An SSL server certificate is required for secure connection between Web server and browser users. The application does not need to pass the business acceptance point. The user's key pair is generated and managed by the corresponding web server, when applying for a certificate, you only need to submit the certificate application package generated by the Web server to the CA center. The key length is 512 bits (or 1024 bits) and the certificate is loaded to the web server.
At present, the CA center can issue certificates for WWW servers such as Netscape Web server, Microsoft IIS server, Java Web server, IBM go Webserver, Lotus Notes server 4.1, Domino server4.5, and Domino go webserver. The implementation of the SSL certificate function depends on whether the web server that requests the Certificate supports the corresponding function. After applying for an SSL Certificate and loading it successfully, the web server can establish a secure connection with the user's browser.
Web server certificates that support SSL 2.0 do not need the browser certificate of the user when establishing a connection with the user's browser. The SSL Certificate of the server is used to indicate the server identity and establish a secure connection channel to the user.
The Web server certificate that supports SSL 3.0 requires the browser client to have a user certificate in addition to the SSL Certificate of the server itself when establishing a connection with the user's browser, when establishing communications, the web server exchanges certificates with the browser, verifies the identity of the other party, and establishes a secure connection channel.
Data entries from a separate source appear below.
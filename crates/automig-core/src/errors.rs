use automig_core_types::RequestId;
use std::path::PathBuf;
use thiserror::Error;

/// Result type alias using ExError
pub type Result<T> = std::result::Result<T, ExError>;

// ========== Error Facility ==========

/// Canonical error kind taxonomy
///
/// This taxonomy provides a stable, structured classification of every error
/// the migration engine surfaces. Each kind maps to a stable error code that
/// can be used for programmatic handling, tests and log queries.
#[derive(Debug, Clone, Copy, PartialEq, Eq)]
pub enum ExErrorKind {
    // Catalog/Validation
    InvalidCatalog,
    DuplicateMigration,

    // Ordering
    /// Ledger is not a prefix of the catalog
    AppliedOutOfOrder,

    // Coordination
    /// Transient signal kept recurring past the retry budget
    RetriesExhausted,
    /// Reserved database-side guard reported a migration overran its window
    MigrationTimeout,
    /// MIGRATION_NEEDED was raised again right after catching up
    SchemaStillStale,
    /// Concurrent transaction won the race (serialization failure, deadlock,
    /// or a duplicate ledger row)
    SerializationConflict,

    // Integration/IO
    Io,
    Persistence,
    Config,

    // Internal
    Internal,
}

impl ExErrorKind {
    /// Get the stable error code for this kind
    pub fn code(&self) -> &'static str {
        match self {
            ExErrorKind::InvalidCatalog => "ERR_INVALID_CATALOG",
            ExErrorKind::DuplicateMigration => "ERR_DUPLICATE_MIGRATION",
            ExErrorKind::AppliedOutOfOrder => "ERR_APPLIED_OUT_OF_ORDER",
            ExErrorKind::RetriesExhausted => "ERR_RETRIES_EXHAUSTED",
            ExErrorKind::MigrationTimeout => "ERR_MIGRATION_TIMEOUT",
            ExErrorKind::SchemaStillStale => "ERR_SCHEMA_STILL_STALE",
            ExErrorKind::SerializationConflict => "ERR_SERIALIZATION_CONFLICT",
            ExErrorKind::Io => "ERR_IO",
            ExErrorKind::Persistence => "ERR_PERSISTENCE",
            ExErrorKind::Config => "ERR_CONFIG",
            ExErrorKind::Internal => "ERR_INTERNAL",
        }
    }

    /// Whether this kind must never be retried by any layer
    pub fn is_fatal(&self) -> bool {
        matches!(
            self,
            ExErrorKind::AppliedOutOfOrder
                | ExErrorKind::RetriesExhausted
                | ExErrorKind::MigrationTimeout
                | ExErrorKind::SchemaStillStale
                | ExErrorKind::InvalidCatalog
                | ExErrorKind::DuplicateMigration
        )
    }
}

/// Canonical structured error type
///
/// Carries classification fields for programmatic handling and the raw
/// database diagnostics (SQLSTATE and message) that signal classification
/// reads.
#[derive(Debug, Clone)]
pub struct ExError {
    kind: ExErrorKind,
    op: Option<String>,
    migration: Option<String>,
    db_code: Option<String>,
    request_id: Option<RequestId>,
    message: String,
    source: Option<Box<ExError>>,
}

impl ExError {
    /// Create a new error with the specified kind
    pub fn new(kind: ExErrorKind) -> Self {
        Self {
            kind,
            op: None,
            migration: None,
            db_code: None,
            request_id: None,
            message: String::new(),
            source: None,
        }
    }

    /// Add operation context
    pub fn with_op(mut self, op: impl Into<String>) -> Self {
        self.op = Some(op.into());
        self
    }

    /// Add the name of the migration being processed
    pub fn with_migration(mut self, name: impl Into<String>) -> Self {
        self.migration = Some(name.into());
        self
    }

    /// Add the database SQLSTATE that produced this error
    pub fn with_db_code(mut self, code: impl Into<String>) -> Self {
        self.db_code = Some(code.into());
        self
    }

    /// Add request ID context
    pub fn with_request_id(mut self, request_id: RequestId) -> Self {
        self.request_id = Some(request_id);
        self
    }

    /// Add custom message
    pub fn with_message(mut self, message: impl Into<String>) -> Self {
        self.message = message.into();
        self
    }

    /// Add source error
    pub fn with_source(mut self, source: ExError) -> Self {
        self.source = Some(Box::new(source));
        self
    }

    /// Get the error kind
    pub fn kind(&self) -> ExErrorKind {
        self.kind
    }

    /// Get the stable error code
    pub fn code(&self) -> &'static str {
        self.kind.code()
    }

    /// Get the operation context, if any
    pub fn op(&self) -> Option<&str> {
        self.op.as_deref()
    }

    /// Get the migration name context, if any
    pub fn migration(&self) -> Option<&str> {
        self.migration.as_deref()
    }

    /// Get the database SQLSTATE, if the error came from the database
    pub fn db_code(&self) -> Option<&str> {
        self.db_code.as_deref()
    }

    /// Get the request ID context, if any
    pub fn request_id(&self) -> Option<&RequestId> {
        self.request_id.as_ref()
    }

    /// Get the error message
    pub fn message(&self) -> &str {
        &self.message
    }

    /// Get the source error, if any
    pub fn source_error(&self) -> Option<&ExError> {
        self.source.as_deref()
    }
}

impl std::fmt::Display for ExError {
    fn fmt(&self, f: &mut std::fmt::Formatter<'_>) -> std::fmt::Result {
        write!(f, "[{}]", self.code())?;
        if let Some(op) = &self.op {
            write!(f, " in operation '{}'", op)?;
        }
        if !self.message.is_empty() {
            write!(f, ": {}", self.message)?;
        }
        if let Some(migration) = &self.migration {
            write!(f, " (migration: {})", migration)?;
        }
        if let Some(db_code) = &self.db_code {
            write!(f, " (sqlstate: {})", db_code)?;
        }
        if let Some(source) = &self.source {
            write!(f, "; caused by {}", source)?;
        }
        Ok(())
    }
}

impl std::error::Error for ExError {
    fn source(&self) -> Option<&(dyn std::error::Error + 'static)> {
        self.source
            .as_deref()
            .map(|e| e as &(dyn std::error::Error + 'static))
    }
}

// ========== End Error Facility ==========

/// Failures while assembling a migration catalog
#[derive(Error, Debug, Clone, PartialEq)]
pub enum CatalogError {
    /// Migration name is empty or whitespace-only
    #[error("Migration name must not be empty")]
    EmptyName,

    /// Two catalog entries share a name
    #[error("Duplicate migration name in catalog: {name}")]
    DuplicateName { name: String },

    /// Migrations directory could not be read
    #[error("Cannot read migrations directory {path}: {reason}")]
    Unreadable { path: PathBuf, reason: String },

    /// Directory name is not valid UTF-8 and cannot serve as a migration name
    #[error("Migration directory name is not valid UTF-8: {path}")]
    NonUtf8Name { path: PathBuf },
}

/// Conversion from CatalogError to ExError
impl From<CatalogError> for ExError {
    fn from(err: CatalogError) -> Self {
        match &err {
            CatalogError::EmptyName => ExError::new(ExErrorKind::InvalidCatalog)
                .with_op("catalog_new")
                .with_message(err.to_string()),

            CatalogError::DuplicateName { name } => ExError::new(ExErrorKind::DuplicateMigration)
                .with_op("catalog_new")
                .with_migration(name.clone())
                .with_message(err.to_string()),

            CatalogError::Unreadable { .. } => ExError::new(ExErrorKind::Io)
                .with_op("catalog_from_dir")
                .with_message(err.to_string()),

            CatalogError::NonUtf8Name { .. } => ExError::new(ExErrorKind::InvalidCatalog)
                .with_op("catalog_from_dir")
                .with_message(err.to_string()),
        }
    }
}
In this case, the browser client has a user certificate, which is the Personal Security Email Certificate in 2.2.
the procedure for applying for an SSL server certificate is as follows:
1. the Web server administrator who needs to apply for a certificate runs the certificate application package on the corresponding web server to generate a Program to generate a certificate request package.
2. log on to the e-commerce website as a web server administrator, select SSL Certificate Application, enter the basic information of the certificate application, and submit the certificate request package generated in 1.
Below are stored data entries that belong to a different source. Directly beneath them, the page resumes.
//! SQL text for the ledger and the apply transaction
//!
//! Identifiers come from validated configuration and migration names are
//! embedded as quoted literals, since `DO` blocks cannot take parameters.

use automig_core::{MigrationSignal, MigratorConfig};

/// Dollar-quote tag used for every generated `DO` block
pub const DO_TAG: &str = "$automig$";

/// Quote an identifier for PostgreSQL
pub fn quote_ident(ident: &str) -> String {
    format!("\"{}\"", ident.replace('"', "\"\""))
}

/// Quote a string literal for PostgreSQL
pub fn quote_literal(value: &str) -> String {
    format!("'{}'", value.replace('\'', "''"))
}

/// Longest identifier PostgreSQL stores; longer names are truncated
pub const MAX_IDENTIFIER_BYTES: usize = 63;

/// Truncate an identifier the way the server does
pub fn truncate_ident(ident: &str) -> &str {
    if ident.len() <= MAX_IDENTIFIER_BYTES {
        return ident;
    }
    let mut end = MAX_IDENTIFIER_BYTES;
    while !ident.is_char_boundary(end) {
        end -= 1;
    }
    &ident[..end]
}

/// Code part of a line, up to a `--` comment outside string literals
fn strip_line_comment(line: &str) -> &str {
    let mut in_literal = false;
    let bytes = line.as_bytes();
    for (i, &b) in bytes.iter().enumerate() {
        match b {
            b'\'' => in_literal = !in_literal,
            b'-' if !in_literal && bytes.get(i + 1) == Some(&b'-') => return &line[..i],
            _ => {}
        }
    }
    line
}

/// Wrap statements in an anonymous PL/pgSQL block
///
/// Trailing blank and `--` comment lines are dropped. An unterminated last
/// statement gets a `;` on a line of its own, so a trailing inline comment
/// cannot swallow it. Returns `None` for a body with no statements.
pub fn wrap_in_do_block(body: &str) -> Option<String> {
    let mut lines: Vec<&str> = body.lines().collect();
    while let Some(last) = lines.last() {
        let trimmed = last.trim();
        if trimmed.is_empty() || trimmed.starts_with("--") {
            lines.pop();
        } else {
            break;
        }
    }
    if lines.iter().all(|l| {
        let t = l.trim();
        t.is_empty() || t.starts_with("--")
    }) {
        return None;
    }

    let mut statements = lines.join("\n");
    let terminated = lines
        .last()
        .map(|last| strip_line_comment(last).trim_end().ends_with(';'))
        .unwrap_or(false);
    if !terminated {
        statements.push_str("\n;");
    }
    Some(format!("DO {tag}\nBEGIN\n{statements}\nEND\n{tag};", tag = DO_TAG))
}

fn do_block(body: &str) -> String {
    format!("DO {tag}\nBEGIN\n{body}\nEND\n{tag};", tag = DO_TAG)
}

/// Statement text for one configured ledger
#[derive(Debug, Clone)]
pub struct LedgerSql {
    table_name: String,
    table: String,
    legacy_table_name: Option<String>,
    in_progress_window_secs: u64,
}

impl LedgerSql {
    pub fn new(config: &MigratorConfig) -> Self {
        Self {
            table_name: config.ledger_table.clone(),
            table: quote_ident(&config.ledger_table),
            legacy_table_name: config.legacy_table.clone(),
            in_progress_window_secs: config.in_progress_window_secs,
        }
    }

    /// Quoted ledger table name
    pub fn table(&self) -> &str {
        &self.table
    }

    /// Name of the unique constraint on `migrationName`, as stored
    pub fn unique_constraint(&self) -> String {
        truncate_ident(&format!("{}_migrationName_key", self.table_name)).to_string()
    }

    pub fn create_table(&self) -> String {
        format!(
            r#"CREATE TABLE IF NOT EXISTS {table} (
    "id" TEXT NOT NULL DEFAULT gen_random_uuid()::text,
    "startedAt" TIMESTAMP(3) NOT NULL DEFAULT clock_timestamp(),
    "finishedAt" TIMESTAMP(3),
    "migrationName" TEXT NOT NULL,
    CONSTRAINT {pkey} PRIMARY KEY ("id"),
    CONSTRAINT {unique} UNIQUE ("migrationName")
)"#,
            table = self.table,
            pkey = quote_ident(truncate_ident(&format!("{}_pkey", self.table_name))),
            unique = quote_ident(&self.unique_constraint()),
        )
    }

    /// Copy finished legacy rows not yet present by name
    ///
    /// A no-op when the legacy table is absent from the current schema.
    pub fn legacy_import(&self) -> Option<String> {
        let legacy_name = self.legacy_table_name.as_ref()?;
        let legacy = quote_ident(legacy_name);
        Some(do_block(&format!(
            r#"IF to_regclass(format('%I.%I', current_schema(), {legacy_literal})) IS NOT NULL THEN
    INSERT INTO {table} ("migrationName", "startedAt", "finishedAt")
    SELECT DISTINCT ON (l.migration_name) l.migration_name, l.started_at, l.finished_at
    FROM {legacy} l
    WHERE l.finished_at IS NOT NULL
      AND NOT EXISTS (
        SELECT 1 FROM {table} sm WHERE sm."migrationName" = l.migration_name
      )
    ORDER BY l.migration_name, l.finished_at DESC;
END IF;"#,
            legacy_literal = quote_literal(legacy_name),
            table = self.table,
            legacy = legacy,
        )))
    }

    /// Raise `MIGRATION_IN_PROGRESS` while a fresh unfinished entry exists
    pub fn in_progress_guard(&self) -> String {
        do_block(&format!(
            r#"IF EXISTS (
    SELECT 1 FROM {table}
    WHERE "finishedAt" IS NULL
      AND "startedAt" > (clock_timestamp() - INTERVAL '{secs} seconds')::timestamp
) THEN
    {raise}
END IF;"#,
            table = self.table,
            secs = self.in_progress_window_secs,
            raise = MigrationSignal::InProgress.raise_statement(),
        ))
    }

    pub fn select_finished(&self) -> String {
        format!(
            r#"SELECT "migrationName" FROM {} WHERE "finishedAt" IS NOT NULL ORDER BY "startedAt" ASC"#,
            self.table
        )
    }

    /// Raise `MIGRATION_ALREADY_DONE` if `name` is already finished
    pub fn already_done_guard(&self, name: &str) -> String {
        do_block(&format!(
            r#"IF EXISTS (
    SELECT 1 FROM {table}
    WHERE "migrationName" = {name} AND "finishedAt" IS NOT NULL
) THEN
    {raise}
END IF;"#,
            table = self.table,
            name = quote_literal(name),
            raise = MigrationSignal::AlreadyDone.raise_statement(),
        ))
    }

    /// Record `$1` as started, re-stamping an existing row
    ///
    /// The stamp is kept strictly after every existing `startedAt`, so
    /// migrations applied in one transaction still sort in catalog order.
    pub fn upsert_started(&self) -> String {
        format!(
            r#"INSERT INTO {table} ("migrationName", "startedAt")
SELECT $1, GREATEST(
    clock_timestamp()::timestamp(3),
    MAX("startedAt") + INTERVAL '1 millisecond'
)
FROM {table}
ON CONFLICT ("migrationName") DO UPDATE SET "startedAt" = EXCLUDED."startedAt", "finishedAt" = NULL"#,
            table = self.table
        )
    }

    pub fn mark_finished(&self) -> String {
        format!(
            r#"UPDATE {} SET "finishedAt" = clock_timestamp() WHERE "migrationName" = $1"#,
            self.table
        )
    }
}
3. after the online submission is successful, the corresponding web server management organization will apply for a certificate from the CA center.
4. enter the Certificate Application Form and Certificate Application Agreement
5. the CA auditor compares the data entered in the form with the data entered by the user online for review
6. after the certificate is approved, make the certificate. The certificate can be sent to the certificate applicant via a floppy disk or email.
7. the Web server administrator runs the certificate loader on the corresponding web server to load the successfully applied certificate to the web server.